Using the listing below, report all lines holding the word "ProviderOverlay".
[Opening Dataset records section]
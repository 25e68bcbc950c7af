//! File-based configuration loading
//!
//! A config file only lists what it changes; everything else keeps the
//! environment's defaults.

use super::environment::RuntimeEnvironment;
use super::gateway_config::GatewayConfig;
use super::logging_config::LoggingConfig;
use crate::cost::TokenPrice;
use crate::credential::CredentialKey;
use crate::error::{GatewayError, GatewayResult};
use crate::rate_limiter::RateLimitConfig;
use crate::types::ProviderKind;
use serde::Deserialize;
use std::collections::HashMap;
use std::fs;
use std::path::Path;
use std::time::Duration;

#[derive(Debug, Clone, Default, Deserialize)]
#[serde(default, deny_unknown_fields)]
pub struct TimeoutOverlay {
    pub request_ms: Option<u64>,
    pub credential_lookup_ms: Option<u64>,
    pub generation_ms: Option<u64>,
    pub stream_idle_ms: Option<u64>,
}

#[derive(Debug, Clone, Default, Deserialize)]
#[serde(default, deny_unknown_fields)]
pub struct StreamOverlay {
    pub chunk_size: Option<usize>,
    pub max_chunks: Option<usize>,
    pub max_length: Option<usize>,
}

#[derive(Debug, Clone, Default, Deserialize)]
#[serde(default, deny_unknown_fields)]
pub struct ProviderOverlay {
    pub base_url: Option<String>,
    pub model: Option<String>,
    pub rate_limits: Option<RateLimitConfig>,
    pub pricing: Option<TokenPrice>,
    pub context_caching: Option<bool>,
}

/// Partial configuration as read from a file
#[derive(Debug, Clone, Default, Deserialize)]
#[serde(default, deny_unknown_fields)]
pub struct ConfigOverlay {
    pub environment: Option<RuntimeEnvironment>,
    pub timeouts: TimeoutOverlay,
    pub stream: StreamOverlay,
    pub fallback_order: Option<Vec<ProviderKind>>,
    pub providers: HashMap<ProviderKind, ProviderOverlay>,
    pub enforce_rate_limits: Option<bool>,
    pub failure_cooldown_ms: Option<u64>,
    pub max_fallback_history: Option<usize>,
    pub credential_key: Option<CredentialKey>,
    pub logging: Option<LoggingConfig>,
}

impl ConfigOverlay {
    /// Write every present field onto `config`
    pub fn apply(self, config: &mut GatewayConfig) {
        let timeouts = &mut config.timeouts;
        if let Some(ms) = self.timeouts.request_ms {
            timeouts.request = Duration::from_millis(ms);
        }
        if let Some(ms) = self.timeouts.credential_lookup_ms {
            timeouts.credential_lookup = Duration::from_millis(ms);
        }
        if let Some(ms) = self.timeouts.generation_ms {
            timeouts.generation = Duration::from_millis(ms);
        }
        if let Some(ms) = self.timeouts.stream_idle_ms {
            timeouts.stream_idle = Duration::from_millis(ms);
        }

        if let Some(chunk_size) = self.stream.chunk_size {
            config.stream.chunk_size = chunk_size;
        }
        if let Some(max_chunks) = self.stream.max_chunks {
            config.stream.max_chunks = max_chunks;
        }
        if let Some(max_length) = self.stream.max_length {
            config.stream.max_length = max_length;
        }

        if let Some(order) = self.fallback_order {
            config.fallback_order = order;
        }

        for (provider, overlay) in self.providers {
            let settings = config
                .providers
                .entry(provider)
                .or_insert_with(|| super::ProviderSettings::for_provider(provider));
            if let Some(base_url) = overlay.base_url {
                settings.base_url = base_url;
            }
            if let Some(model) = overlay.model {
                settings.model = model;
            }
            if let Some(rate_limits) = overlay.rate_limits {
                settings.rate_limits = rate_limits;
            }
            if let Some(pricing) = overlay.pricing {
                settings.pricing = pricing;
            }
            if let Some(context_caching) = overlay.context_caching {
                settings.context_caching = context_caching;
            }
        }

        if let Some(enforce) = self.enforce_rate_limits {
            config.enforce_rate_limits = enforce;
        }
        if let Some(ms) = self.failure_cooldown_ms {
            config.failure_cooldown = Duration::from_millis(ms);
        }
        if let Some(max) = self.max_fallback_history {
            config.max_fallback_history = max;
        }
        if let Some(key) = self.credential_key {
            config.credential_key = Some(key);
        }
        if let Some(logging) = self.logging {
            config.logging.merge(logging);
        }
    }
}

/// Load a configuration overlay from a file
///
/// TOML when the extension is `.toml`, JSON otherwise. A missing file yields
/// an empty overlay.
pub fn load_from_file(path: &Path) -> GatewayResult<ConfigOverlay> {
    if !path.exists() {
        tracing::debug!(path = %path.display(), "config file not found, using defaults");
        return Ok(ConfigOverlay::default());
    }

    let content = fs::read_to_string(path).map_err(|e| {
        GatewayError::config_with_context(
            format!("Failed to read config file: {}", e),
            format!("Reading configuration from '{}'", path.display()),
        )
    })?;

    let overlay = match path.extension().and_then(|s| s.to_str()) {
        Some("toml") => toml::from_str(&content).map_err(|e| {
            GatewayError::config_with_context(
                format!("Failed to parse TOML config: {}", e),
                format!("Deserializing TOML configuration from '{}'", path.display()),
            )
        })?,
        _ => serde_json::from_str(&content).map_err(|e| {
            GatewayError::config_with_context(
                format!("Failed to parse JSON config: {}", e),
                format!("Deserializing JSON configuration from '{}'", path.display()),
            )
        })?,
    };

    Ok(overlay)
}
[Closing Dataset records section]
- **Response area**
pub struct ProviderOverlay {
    pub providers: HashMap<ProviderKind, ProviderOverlay>,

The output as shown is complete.